È dunque assai probabile che, quando sarà finita, la pandemia da SARS-CoV-2 avrà comunque un impatto di medio e lungo periodo su diversi fronti, incidendo su diversi aspetti della nostra società e delle nostre città, su alcuni comportamenti, norme, stili di vita, modi d’uso. D’altronde sarebbe davvero insensato se così non fosse, in quanto gli scienziati concordano che questa non sarà l’ultima epidemia globale. Al contrario, numerose avvisaglie preannunciavano quello che sarebbe accaduto e in meno di vent’anni il mondo ha visto il succedersi di quattro diverse pandemie associate a infezioni respiratorie: da quella del virus SARS-CoV apparsa nel 2002 in Cina e durata un anno, con circa 8.000 casi e un tasso di mortalità del 10%; alla cosiddetta influenza suina, dovuta a un virus H1N1, che dal Messico si è diffusa in tutto il mondo e in particolare nel continente americano, causando oltre 1,6 milioni di contagi e circa 18.500 morti; fino alla pandemia da coronavirus MERS-CoV, diffusasi in Medio Oriente nel 2012, con un numero limitato di casi (circa un migliaio), ma una letalità del 34%. La pandemia del 2020 ci ha trovati impreparati non perché non avessimo avuto sufficienti avvertimenti o informazioni, ma perché le abbiamo sottovalutate, concentrati su altre priorità.

Difficilmente si potrà però ignorare la probabilità che altre malattie virali possano diffondersi in futuro, e che dunque dovremo essere pronti ad affrontarle. Allo stesso modo in cui, dopo l’11 settembre 2001 e dopo gli attentati terroristici che negli anni si sono succeduti in varie città del mondo, si è dovuto fare i conti con i temi della sicurezza, e con quanto ne è conseguito: dalla militarizzazione di parte degli spazi pubblici nelle grandi città, all’accelerazione e proliferazione dei mezzi di controllo (dalle telecamere al controllo dei dati personali).

Da più parti, dunque si parla di un new normal, un nuovo (incerto) equilibrio da raggiungere, che ci consenta di riprendere la vita dove l’avevamo lasciata, ma ricalibrandone modi, comportamenti, modalità di spostamento, abitudini, procedure, protocolli, nonché requisiti di progetto, di gestione e d’uso di spazi pubblici e privati: della casa, della scuola, dei luoghi di lavoro, degli edifici pubblici e degli spazi urbani.

Le crisi non portano soluzioni e spesso neanche nuove idee, ma ci costringono a stravolgere le priorità, ad accelerare processi in atto, talvolta rivelando fragilità e tendenze latenti nella società.

Biblioteche ai tempi del Covid-19

Ai tempi del cosiddetto lockdown la maggior parte delle istituzioni culturali è rimasta chiusa e inaccessibile: musei, spazi espositivi, teatri e auditorium.

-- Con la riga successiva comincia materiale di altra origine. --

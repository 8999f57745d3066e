//! regionpulse - probes regional PostgreSQL endpoints and keeps a history of
//! what it found.
//!
//! [`orchestrator::ProbeOrchestrator`] is the entry point: it resolves a region
//! from the [`registry`], checks [`flags`], runs one of the [`monitoring`]
//! probers under a deadline and stores the result through [`database`].

pub mod config;
pub mod database;
pub mod error;
pub mod flags;
pub mod monitoring;
pub mod orchestrator;
pub mod pool;
pub mod registry;

pub use error::{EngineError, ErrorKind, ProbeError};
pub use orchestrator::{CallContext, ProbeOrchestrator};
//! starttls_audit library: inbound email security auditing
//!
//! This library scans the mail exchangers of a domain and reports on their
//! STARTTLS posture: certificate validity, negotiated TLS version, legacy
//! protocol acceptance, and MTA-STS advertisement consistency. Results are
//! aggregated per domain, cached, and persisted, and feed a token-gated
//! policy submission workflow.
//!
//! # Example
//!
//! ```no_run
//! use starttls_audit::checker::Checker;
//! use starttls_audit::initialization::{init_crypto_provider, init_policy_client, init_resolver};
//!
//! # #[tokio::main]
//! # async fn main() -> Result<(), Box<dyn std::error::Error>> {
//! init_crypto_provider();
//! let checker = Checker::new(init_resolver(), init_policy_client()?);
//! let result = checker.check_domain("example.com", None).await;
//! println!("{}", serde_json::to_string_pretty(&result)?);
//! # Ok(())
//! # }
//! ```
//!
//! # Requirements
//!
//! This library requires a Tokio runtime. Use `#[tokio::main]` in your
//! application or ensure you're calling library functions within an async
//! context. Call [`initialization::init_crypto_provider`] once at startup
//! before any TLS probing.

#![warn(missing_docs)]

pub mod checker;
pub mod config;
mod dns;
pub mod email;
pub mod error_handling;
pub mod initialization;
pub mod models;
pub mod policy;
mod smtp;
pub mod stats;
pub mod storage;

// Re-export the types most callers need.
pub use checker::{CheckResult, Checker, DomainResult, HostnameResult, MtaStsResult, Status};
pub use models::{PolicySubmission, Scan, Token};
//! MTA-STS validation: DNS record, policy file, and MX cross-check.
//!
//! The record lookup and policy fetch run without knowledge of the per-MX
//! probes; the cross-check against discovered MXs is applied when the domain
//! scan joins both halves.

use std::collections::{BTreeMap, HashMap};
use std::sync::{Arc, OnceLock};

use hickory_resolver::TokioAsyncResolver;
use regex::Regex;
use serde::{Deserialize, Serialize};

use crate::checker::hostname::{policy_matches, HostnameResult};
use crate::checker::result::{CheckResult, MTASTS, MTASTS_POLICY_FILE, MTASTS_TEXT};
use crate::config::MTA_STS_MAX_AGE_CAP;

/// Combined outcome of the MTA-STS checks for one domain.
#[derive(Debug, Clone, PartialEq, Serialize, Deserialize)]
pub struct MtaStsResult {
    /// The compound check, with the record and policy file sub-checks nested.
    #[serde(flatten)]
    pub result: CheckResult,
    /// Declared policy mode, or empty when no policy was retrieved.
    pub mode: String,
    /// MX patterns listed in the policy file.
    #[serde(default, skip_serializing_if = "Vec::is_empty")]
    pub mx_patterns: Vec<String>,
    /// Raw text of the policy file.
    #[serde(default, skip_serializing_if = "String::is_empty")]
    pub policy: String,
}

impl MtaStsResult {
    pub(crate) fn from_fetch(fetch: StsFetch) -> Self {
        let mut result = CheckResult::new(MTASTS);
        result.add_check(fetch.record_check);
        result.add_check(fetch.policy_check);
        MtaStsResult {
            result,
            mode: fetch.mode,
            mx_patterns: fetch.mx_patterns,
            policy: fetch.policy,
        }
    }

    pub(crate) fn errored(message: &str) -> Self {
        MtaStsResult {
            result: CheckResult::new(MTASTS).error(message),
            mode: String::new(),
            mx_patterns: Vec::new(),
            policy: String::new(),
        }
    }
}

/// Raw outcome of the record lookup and policy retrieval, before the MX
/// cross-check has been applied.
#[derive(Debug, Clone)]
pub struct StsFetch {
    /// Outcome of the `_mta-sts` TXT record check.
    pub record_check: CheckResult,
    /// Outcome of the policy file check.
    pub policy_check: CheckResult,
    /// Raw policy file text.
    pub policy: String,
    /// Declared policy mode.
    pub mode: String,
    /// MX patterns from the policy file.
    pub mx_patterns: Vec<String>,
}

pub(crate) async fn fetch(
    resolver: Arc<TokioAsyncResolver>,
    client: Arc<reqwest::Client>,
    domain: String,
) -> StsFetch {
    let record_check = check_mta_sts_record(&resolver, &domain).await;
    let (policy_check, policy, pairs) = check_policy_file(&client, &domain).await;
    let mode = pairs.get("mode").cloned().unwrap_or_default();
    let mx_patterns: Vec<String> = pairs
        .get("mx")
        .map(|list| list.split_whitespace().map(str::to_string).collect())
        .unwrap_or_default();
    StsFetch {
        record_check,
        policy_check,
        policy,
        mode,
        mx_patterns,
    }
}

async fn check_mta_sts_record(resolver: &TokioAsyncResolver, domain: &str) -> CheckResult {
    let check = CheckResult::new(MTASTS_TEXT);
    match crate::dns::lookup_txt_records(resolver, &format!("_mta-sts.{domain}")).await {
        Ok(records) => validate_mta_sts_record(&records, check),
        Err(e) => check.failure(format!("Couldn't find an MTA-STS TXT record: {e}")),
    }
}

fn id_pattern() -> &'static Regex {
    static RE: OnceLock<Regex> = OnceLock::new();
    RE.get_or_init(|| Regex::new("^[a-zA-Z0-9]+$").expect("valid pattern"))
}

fn validate_mta_sts_record(records: &[String], check: CheckResult) -> CheckResult {
    let matching: Vec<&String> = records
        .iter()
        .filter(|record| record.starts_with("v=STSv1"))
        .collect();
    if matching.len() != 1 {
        return check.failure(format!(
            "Exactly 1 MTA-STS TXT record required, found {}",
            matching.len()
        ));
    }
    let record = key_value_pairs(matching[0], ";", "=");
    let id = record.get("id").map(String::as_str).unwrap_or("");
    if !id_pattern().is_match(id) {
        return check.failure(format!("Invalid id {id}"));
    }
    check.success()
}

async fn check_policy_file(
    client: &reqwest::Client,
    domain: &str,
) -> (CheckResult, String, HashMap<String, String>) {
    let mut check = CheckResult::new(MTASTS_POLICY_FILE);
    let url = format!("https://mta-sts.{domain}/.well-known/mta-sts.txt");
    let resp = match client.get(&url).send().await {
        Ok(resp) => resp,
        Err(e) => {
            return (
                check.failure(format!("Couldn't find policy file at {url}: {e}")),
                String::new(),
                HashMap::new(),
            )
        }
    };
    if resp.status() != reqwest::StatusCode::OK {
        return (
            check.failure(format!(
                "Couldn't get policy file: {url} returned {}",
                resp.status()
            )),
            String::new(),
            HashMap::new(),
        );
    }
    // The media type must be text/plain; other Content-Type parameters are
    // allowed after it.
    let text_plain = resp
        .headers()
        .get(reqwest::header::CONTENT_TYPE)
        .and_then(|value| value.to_str().ok())
        .map(|value| value.to_ascii_lowercase().starts_with("text/plain"))
        .unwrap_or(false);
    if !text_plain {
        check = check.warning("Media type must be text/plain");
    }
    let body = match resp.text().await {
        Ok(body) => body,
        Err(e) => {
            return (
                check.error(format!("Couldn't read policy file: {e}")),
                String::new(),
                HashMap::new(),
            )
        }
    };
    let (check, pairs) = validate_policy_file(&body, check);
    (check, body, pairs)
}

fn validate_policy_file(
    body: &str,
    mut check: CheckResult,
) -> (CheckResult, HashMap<String, String>) {
    let policy = key_value_pairs(body, "\n", ":");

    if policy.get("version").map(String::as_str) != Some("STSv1") {
        check = check.failure("Policy version must be STSv1");
    }

    let mode = policy.get("mode").map(String::as_str).unwrap_or("");
    if mode.is_empty() {
        check = check.failure("Policy file must specify mode");
    }
    if !matches!(mode, "enforce" | "testing" | "none") {
        check = check.failure(format!(
            "Mode must be one of 'enforce', 'testing', or 'none', got {mode}"
        ));
    }

    let max_age = policy.get("max_age").map(String::as_str).unwrap_or("");
    if max_age.is_empty() {
        check = check.failure("Policy file must specify max_age");
    }
    match max_age.parse::<i64>() {
        Ok(age) if age > 0 && age <= MTA_STS_MAX_AGE_CAP => {}
        _ => {
            check = check.failure("max_age must be a positive integer <= 31557600");
        }
    }

    (check, policy)
}

/// Warns about MXs seen in DNS that the policy file does not cover, and
/// about covered MXs that could not STARTTLS. Hostnames we never reached are
/// ignored; they may be spam traps.
pub(crate) fn validate_mta_sts_mxs(
    policy_mxs: &[String],
    hostname_results: &BTreeMap<String, HostnameResult>,
    check: &mut CheckResult,
) {
    for (mx, result) in hostname_results {
        if !result.could_connect() {
            continue;
        }
        if !policy_matches(mx, policy_mxs) {
            check.push(
                crate::checker::result::Status::Warning,
                format!("{mx} appears in the DNS record but not the MTA-STS policy file"),
            );
        } else if !result.could_starttls() {
            check.push(
                crate::checker::result::Status::Warning,
                format!(
                    "{mx} appears in the DNS record and MTA-STS policy file, but doesn't support STARTTLS"
                ),
            );
        }
    }
}

fn key_value_pairs(
    record: &str,
    line_delimiter: &str,
    pair_delimiter: &str,
) -> HashMap<String, String> {
    let mut parsed: HashMap<String, String> = HashMap::new();
    for line in record.split(line_delimiter) {
        let parts: Vec<&str> = line.trim().split(pair_delimiter).collect();
        if parts.len() != 2 {
            continue;
        }
        let key = parts[0].trim().to_string();
        let value = parts[1].trim().to_string();
        match parsed.get_mut(&key) {
            // Duplicate mx entries accumulate space-separated.
            Some(existing) if !existing.is_empty() => {
                existing.push(' ');
                existing.push_str(&value);
            }
            _ => {
                parsed.insert(key, value);
            }
        }
    }
    parsed
}

#[cfg(test)]
mod tests {
    use super::*;
    use crate::checker::result::{Status, CONNECTIVITY, STARTTLS};

    #[test]
    fn key_value_pairs_parses_txt_records() {
        let parsed = key_value_pairs("", ";", "=");
        assert!(parsed.is_empty());

        let parsed = key_value_pairs("v=STSv1; foo;", ";", "=");
        assert_eq!(parsed.len(), 1);
        assert_eq!(parsed["v"], "STSv1");

        let parsed = key_value_pairs("v=STSv1; id=20171114T070707;", ";", "=");
        assert_eq!(parsed["v"], "STSv1");
        assert_eq!(parsed["id"], "20171114T070707");
    }

    #[test]
    fn duplicate_mx_keys_accumulate() {
        let body = "version: STSv1\nmode: enforce\nmx: mx1.example.com\nmx: mx2.example.com\nmax_age: 86400\n";
        let parsed = key_value_pairs(body, "\n", ":");
        assert_eq!(parsed["mx"], "mx1.example.com mx2.example.com");
    }

    #[test]
    fn record_validation_requires_exactly_one_sts_record() {
        let cases: Vec<(Vec<&str>, Status)> = vec![
            (vec!["v=STSv1; id=1234", "v=STSv1; id=5678"], Status::Failure),
            (vec!["v=STSv1; id=20171114T070707;"], Status::Success),
            (vec!["v=STSv1; id=;"], Status::Failure),
            (vec!["v=STSv1; id=###;"], Status::Failure),
            (vec!["v=spf1 a -all"], Status::Failure),
        ];
        for (records, want) in cases {
            let records: Vec<String> = records.into_iter().map(String::from).collect();
            let result = validate_mta_sts_record(&records, CheckResult::new(MTASTS_TEXT));
            assert_eq!(result.status, want, "records {records:?}");
        }
    }

    fn policy_body(mode: &str, max_age: &str) -> String {
        format!("version: STSv1\nmode: {mode}\nmx: mx.example.com\nmax_age: {max_age}\n")
    }

    #[test]
    fn policy_file_accepts_valid_bodies() {
        for mode in ["enforce", "testing", "none"] {
            let (check, pairs) =
                validate_policy_file(&policy_body(mode, "86400"), CheckResult::new(MTASTS_POLICY_FILE));
            assert_eq!(check.status, Status::Success, "mode {mode}");
            assert_eq!(pairs["mode"], mode);
        }
    }

    #[test]
    fn policy_file_max_age_boundaries() {
        let cases = [
            ("0", Status::Failure),
            ("1", Status::Success),
            ("31557600", Status::Success),
            ("31557601", Status::Failure),
            ("-1", Status::Failure),
            ("not-a-number", Status::Failure),
        ];
        for (max_age, want) in cases {
            let (check, _) = validate_policy_file(
                &policy_body("enforce", max_age),
                CheckResult::new(MTASTS_POLICY_FILE),
            );
            assert_eq!(check.status, want, "max_age {max_age}");
        }
    }

    #[test]
    fn policy_file_rejects_bad_version_and_mode() {
        let (check, _) = validate_policy_file(
            "version: STSv2\nmode: enforce\nmax_age: 86400\n",
            CheckResult::new(MTASTS_POLICY_FILE),
        );
        assert_eq!(check.status, Status::Failure);

        let (check, _) = validate_policy_file(
            "version: STSv1\nmode: enforced\nmax_age: 86400\n",
            CheckResult::new(MTASTS_POLICY_FILE),
        );
        assert_eq!(check.status, Status::Failure);

        // A missing mode fails both the presence and the value check.
        let (check, _) = validate_policy_file(
            "version: STSv1\nmax_age: 86400\n",
            CheckResult::new(MTASTS_POLICY_FILE),
        );
        assert_eq!(check.status, Status::Failure);
        assert!(check.messages.len() >= 2);
    }

    fn hostname_result(hostname: &str, connect: bool, starttls: bool) -> HostnameResult {
        let mut result = HostnameResult::new("example.com", hostname, None);
        let conn = CheckResult::new(CONNECTIVITY);
        result.add_check(if connect {
            conn.success()
        } else {
            conn.error("no route")
        });
        let tls = CheckResult::new(STARTTLS);
        result.add_check(if starttls {
            tls.success()
        } else {
            tls.failure("refused")
        });
        result
    }

    #[test]
    fn mx_cross_check_warns_on_uncovered_and_non_tls_hosts() {
        let mut results = BTreeMap::new();
        results.insert("mx1.example.com".into(), hostname_result("mx1.example.com", true, true));
        results.insert("mx2.example.com".into(), hostname_result("mx2.example.com", true, false));
        results.insert("mx3.example.com".into(), hostname_result("mx3.example.com", false, false));

        let policy_mxs = vec!["mx1.example.com".to_string(), "mx2.example.com".to_string()];
        let mut check = CheckResult::new(MTASTS_POLICY_FILE);
        validate_mta_sts_mxs(&policy_mxs, &results, &mut check);

        // mx2 is covered but cannot STARTTLS; mx3 was unreachable and is
        // ignored entirely.
        assert_eq!(check.status, Status::Warning);
        assert_eq!(check.messages.len(), 1);
        assert!(check.messages[0].contains("mx2.example.com"));

        let mut check = CheckResult::new(MTASTS_POLICY_FILE);
        validate_mta_sts_mxs(&["other.example.net".to_string()], &results, &mut check);
        assert_eq!(check.messages.len(), 2);
    }

    #[test]
    fn errored_result_carries_no_policy() {
        let result = MtaStsResult::errored("deadline exceeded");
        assert_eq!(result.result.status, Status::Error);
        assert!(result.mode.is_empty());
        assert!(result.mx_patterns.is_empty());
    }
}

Diverse istituzioni museali e gallerie d’arte italiane e internazionali hanno portato avanti, per quanto possibile, i propri programmi sfruttando le tecnologie digitali, con mostre virtuali, incontri e conferenze in streaming. Le biblioteche, per la peculiarità dei loro servizi, hanno potuto mostrare – in parte – una maggiore resilienza e adattabilità, e molte di esse pur mantenendo fisicamente chiusi gli edifici, sono rimaste aperte e hanno lavorato intensamente come e più di prima.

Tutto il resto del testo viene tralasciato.